Epiphany 7C (OT 7)
312: February 24, 2019
United Methodist Special Session of General Conference will be in session, and the text for the day is “Love your enemies” and “golden rule.”
The Golden Rule and LGBT inclusion: If someone were to tell me that they loved me, that they valued me as a Christian, and as a human, but then were to tell me that the most important, life-giving, soul-grounding relationship I have goes against God’s will for my life, I would not feel very loved. I want others to treat me as if my life and my most important relationships are sacred. By following Jesus’ command here, I should treat others in the same way.
Second part of the “Sermon on the Level Ground”
Jesus is on physical level ground, but again, this is a theological statement as well. “Level Ground” implies more than physical topography.
There is a part 3, but it gets skipped in lectionary. Next week we move to Transfiguration. You may want to read verses 39-49 because there is more good stuff there and could be used to wrap up Jesus’ overall message.
The whole passage begins with a “but,” which means you must read it through the lens of the blessings and woes AND read the blessings and woes through the lens of this passage.
Blessings and Woes were a reshuffling of “honor and shame”
For those claiming v 24-26 “How terrible for you rich…” as a call to social rebellion, class war, or violent upheaval, Jesus follows with “love your enemies.”
Verses 27 and 28 can be the whole sermon. To put only this into practice can transform lives, families, workplaces, churches, nations.
Verses 27-31 Love of enemies
This is the major theme of the passage. The phrase appears at the beginning and is repeated later.
Those that live in the Kingdom do not:
Retaliate - This is how the world operates, and it gets you no where but more violence and oppression.
Play the victim - This is not a ‘slow play’ to victory, but non violence is the Way to lean on God instead of our own power, might, wealth, and influence.
Verses 32-37 What does love look like?
“Christian behavior and relationships are prompted by the God we worship who does not react but acts in love and grace toward all. This is what it means to be children of God” (Fred Craddock, Interpretation: Luke, p. 90)
Verses 32-33, Robb Version: “It is easy to love the people you like.

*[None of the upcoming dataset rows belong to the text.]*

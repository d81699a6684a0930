//! Rich-text to Markdown conversion.

use std::sync::Arc;

use serde::Deserialize;
use serde_json::Value;

use crate::asset::AssetTarget;
use crate::diagnostic::{Diagnostic, DiagnosticSink, TracingSink};
use crate::document::{Document, Mark, Node, Text};

/// Default locale used to read asset fields.
pub const DEFAULT_LOCALE: &str = "en";

/// Default limit on node nesting.
pub const DEFAULT_MAX_DEPTH: usize = 64;

/// Indentation added per list nesting level.
const LIST_INDENT: &str = "  ";

/// Separator between top-level blocks.
const BLOCK_SEPARATOR: &str = "\n\n";

/// Converts rich-text documents to Markdown.
///
/// Conversion is a pure function of the input tree. Degraded constructs
/// (unknown node or mark kinds, missing asset targets, embedded entries)
/// are reported to the [`DiagnosticSink`] and rendered best-effort, so a
/// single bad node never hides its siblings.
///
/// # Example
///
/// ```
/// use folio_richtext::{Document, Mark, Node, RichTextConverter};
///
/// let document = Document::new(vec![Node::paragraph(vec![
///     Node::text("Hello "),
///     Node::styled("world", vec![Mark::Bold]),
/// ])]);
///
/// let markdown = RichTextConverter::new().convert(&document);
/// assert_eq!(markdown, "Hello **world**");
/// ```
pub struct RichTextConverter {
    sink: Arc<dyn DiagnosticSink>,
    locale: String,
    fallback_locale: String,
    max_depth: usize,
}

impl Default for RichTextConverter {
    fn default() -> Self {
        Self::new()
    }
}

/// Position of a node in the tree.
#[derive(Clone, Copy)]
struct Scope {
    /// List nesting, drives marker indentation.
    list_depth: usize,
    /// Node nesting, bounded by `max_depth`.
    nesting: usize,
}

impl Scope {
    const fn root() -> Self {
        Self {
            list_depth: 0,
            nesting: 1,
        }
    }

    const fn child(self) -> Self {
        Self {
            list_depth: self.list_depth,
            nesting: self.nesting + 1,
        }
    }

    const fn list_item(self) -> Self {
        Self {
            list_depth: self.list_depth + 1,
            nesting: self.nesting + 1,
        }
    }
}

#[derive(Clone, Copy)]
enum ListStyle {
    Bullet,
    Numbered,
}

impl RichTextConverter {
    /// Create a converter logging diagnostics through `tracing`.
    #[must_use]
    pub fn new() -> Self {
        Self {
            sink: Arc::new(TracingSink),
            locale: DEFAULT_LOCALE.to_owned(),
            fallback_locale: DEFAULT_LOCALE.to_owned(),
            max_depth: DEFAULT_MAX_DEPTH,
        }
    }

    /// Report diagnostics to `sink` instead of `tracing`.
    #[must_use]
    pub fn with_sink(mut self, sink: Arc<dyn DiagnosticSink>) -> Self {
        self.sink = sink;
        self
    }

    /// Read localized asset fields for `locale`.
    #[must_use]
    pub fn with_locale(mut self, locale: impl Into<String>) -> Self {
        self.locale = locale.into();
        self
    }

    /// Locale tried when a field has no value for the primary locale.
    #[must_use]
    pub fn with_fallback_locale(mut self, locale: impl Into<String>) -> Self {
        self.fallback_locale = locale.into();
        self
    }

    /// Skip subtrees nested deeper than `max_depth` nodes.
    #[must_use]
    pub fn with_max_depth(mut self, max_depth: usize) -> Self {
        self.max_depth = max_depth;
        self
    }

    /// Locale used for asset fields.
    #[must_use]
    pub fn locale(&self) -> &str {
        &self.locale
    }

    /// Convert a document to Markdown.
    ///
    /// Non-empty top-level blocks are joined by a blank line. A root that is
    /// not a `document` yields an empty string.
    pub fn convert(&self, document: &Document) -> String {
        if !document.is_document() {
            self.sink.report(Diagnostic::InvalidDocument {
                reason: match &document.node_type {
                    Some(kind) => format!("root node type is '{kind}'"),
                    None => "missing document node".to_owned(),
                },
            });
            return String::new();
        }

        let blocks: Vec<String> = document
            .content
            .iter()
            .map(|node| self.render_node(node, Scope::root()))
            .filter(|block| !block.is_empty())
            .collect();
        blocks.join(BLOCK_SEPARATOR)
    }

    /// Convert a raw rich-text field value to Markdown.
    ///
    /// Values that are not shaped like a document (including `null`) yield an
    /// empty string.
    pub fn convert_value(&self, value: &Value) -> String {
        match Document::deserialize(value) {
            Ok(document) => self.convert(&document),
            Err(err) => {
                self.sink.report(Diagnostic::InvalidDocument {
                    reason: err.to_string(),
                });
                String::new()
            }
        }
    }

    fn render_node(&self, node: &Node, scope: Scope) -> String {
        if scope.nesting > self.max_depth {
            self.sink
                .report(Diagnostic::DepthLimitExceeded(self.max_depth));
            return String::new();
        }

        match node {
            Node::Text(text) => self.render_text(text),
            Node::Paragraph(content) => self.render_inline(content, scope).trim().to_owned(),
            Node::Heading { level, content } => format!(
                "{} {}",
                "#".repeat(usize::from(*level)),
                self.render_inline(content, scope)
            ),
            Node::UnorderedList(items) => self.render_list(items, ListStyle::Bullet, scope),
            Node::OrderedList(items) => self.render_list(items, ListStyle::Numbered, scope),
            Node::ListItem(content) => content
                .iter()
                .map(|child| self.render_node(child, scope.child()))
                .collect::<Vec<_>>()
                .join("\n"),
            Node::Blockquote(content) => content
                .iter()
                .map(|child| self.render_node(child, scope.child()))
                .filter(|line| !line.is_empty())
                .map(|line| format!("> {line}"))
                .collect::<Vec<_>>()
                .join("\n"),
            Node::HorizontalRule => "---".to_owned(),
            Node::Hyperlink { uri, content } => {
                let text = self.render_inline(content, scope);
                let uri = uri.as_deref().unwrap_or_else(|| {
                    self.sink.report(Diagnostic::HyperlinkMissingUri);
                    ""
                });
                format!("[{text}]({uri})")
            }
            Node::EmbeddedAsset(target) => self.render_asset(target),
            Node::EmbeddedEntry => {
                self.sink.report(Diagnostic::EmbeddedEntryUnsupported);
                String::new()
            }
            Node::Malformed(reason) => {
                self.sink.report(Diagnostic::MalformedNode(reason.clone()));
                String::new()
            }
            Node::Unknown { node_type, content } => {
                self.sink
                    .report(Diagnostic::UnknownNodeType(node_type.clone()));
                self.render_inline(content, scope)
            }
        }
    }

    /// Concatenate rendered children without separators.
    fn render_inline(&self, content: &[Node], scope: Scope) -> String {
        content
            .iter()
            .map(|child| self.render_node(child, scope.child()))
            .collect()
    }

    /// Apply marks in order, each wrapping the previous result.
    fn render_text(&self, text: &Text) -> String {
        text.marks
            .iter()
            .fold(text.value.clone(), |rendered, mark| match mark {
                Mark::Bold => format!("**{rendered}**"),
                Mark::Italic => format!("*{rendered}*"),
                Mark::Code => format!("`{rendered}`"),
                Mark::Underline => format!("<u>{rendered}</u>"),
                Mark::Unknown(kind) => {
                    self.sink.report(Diagnostic::UnknownMarkType(kind.clone()));
                    rendered
                }
            })
    }

    fn render_list(&self, items: &[Node], style: ListStyle, scope: Scope) -> String {
        let indent = LIST_INDENT.repeat(scope.list_depth);
        let mut lines: Vec<String> = Vec::with_capacity(items.len());
        for item in items {
            // Unreadable items get no marker, so numbering stays contiguous.
            if let Node::Malformed(reason) = item {
                self.sink.report(Diagnostic::MalformedNode(reason.clone()));
                continue;
            }
            let text = self.render_node(item, scope.list_item());
            let line = match style {
                ListStyle::Bullet => format!("{indent}- {text}"),
                ListStyle::Numbered => format!("{indent}{}. {text}", lines.len() + 1),
            };
            lines.push(line);
        }
        lines.join("\n")
    }

    fn render_asset(&self, target: &AssetTarget) -> String {
        match target {
            AssetTarget::Missing => {
                self.sink.report(Diagnostic::EmbeddedAssetMissingTarget);
                String::new()
            }
            AssetTarget::Malformed(err) => {
                self.sink
                    .report(Diagnostic::EmbeddedAssetMalformed(err.clone()));
                String::new()
            }
            AssetTarget::Resolved(asset) => {
                let alt = asset.alt_text(&self.locale, &self.fallback_locale);
                let url = asset
                    .url(&self.locale, &self.fallback_locale)
                    .unwrap_or_default();
                format!("![{alt}]({url})")
            }
        }
    }
}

It is much harder to love the jerks, but I’m telling you to love the jerks.” (and then I may throw in a call back to exodus “Because there was a time you were a jerk and someone loved you”)
Consider shifting the paragraph break to between 35 and 36 instead of after 36. Read it “Be compassionate just as your Father is compassionate. Don’t judge, and you won’t be judged. Don’t condemn, and you won’t be condemned.”
“The passage on not judging is an extension of love. We are reminded that the demands are addressed to all who would hear, and that the demands are not met by those who do not bear good fruit and simply say. ‘Lord, Lord’” (Raymond Brown, An Introduction to the New Testament, p. 240)
Balance justice and mercy
God’s justice is not the same as human retribution.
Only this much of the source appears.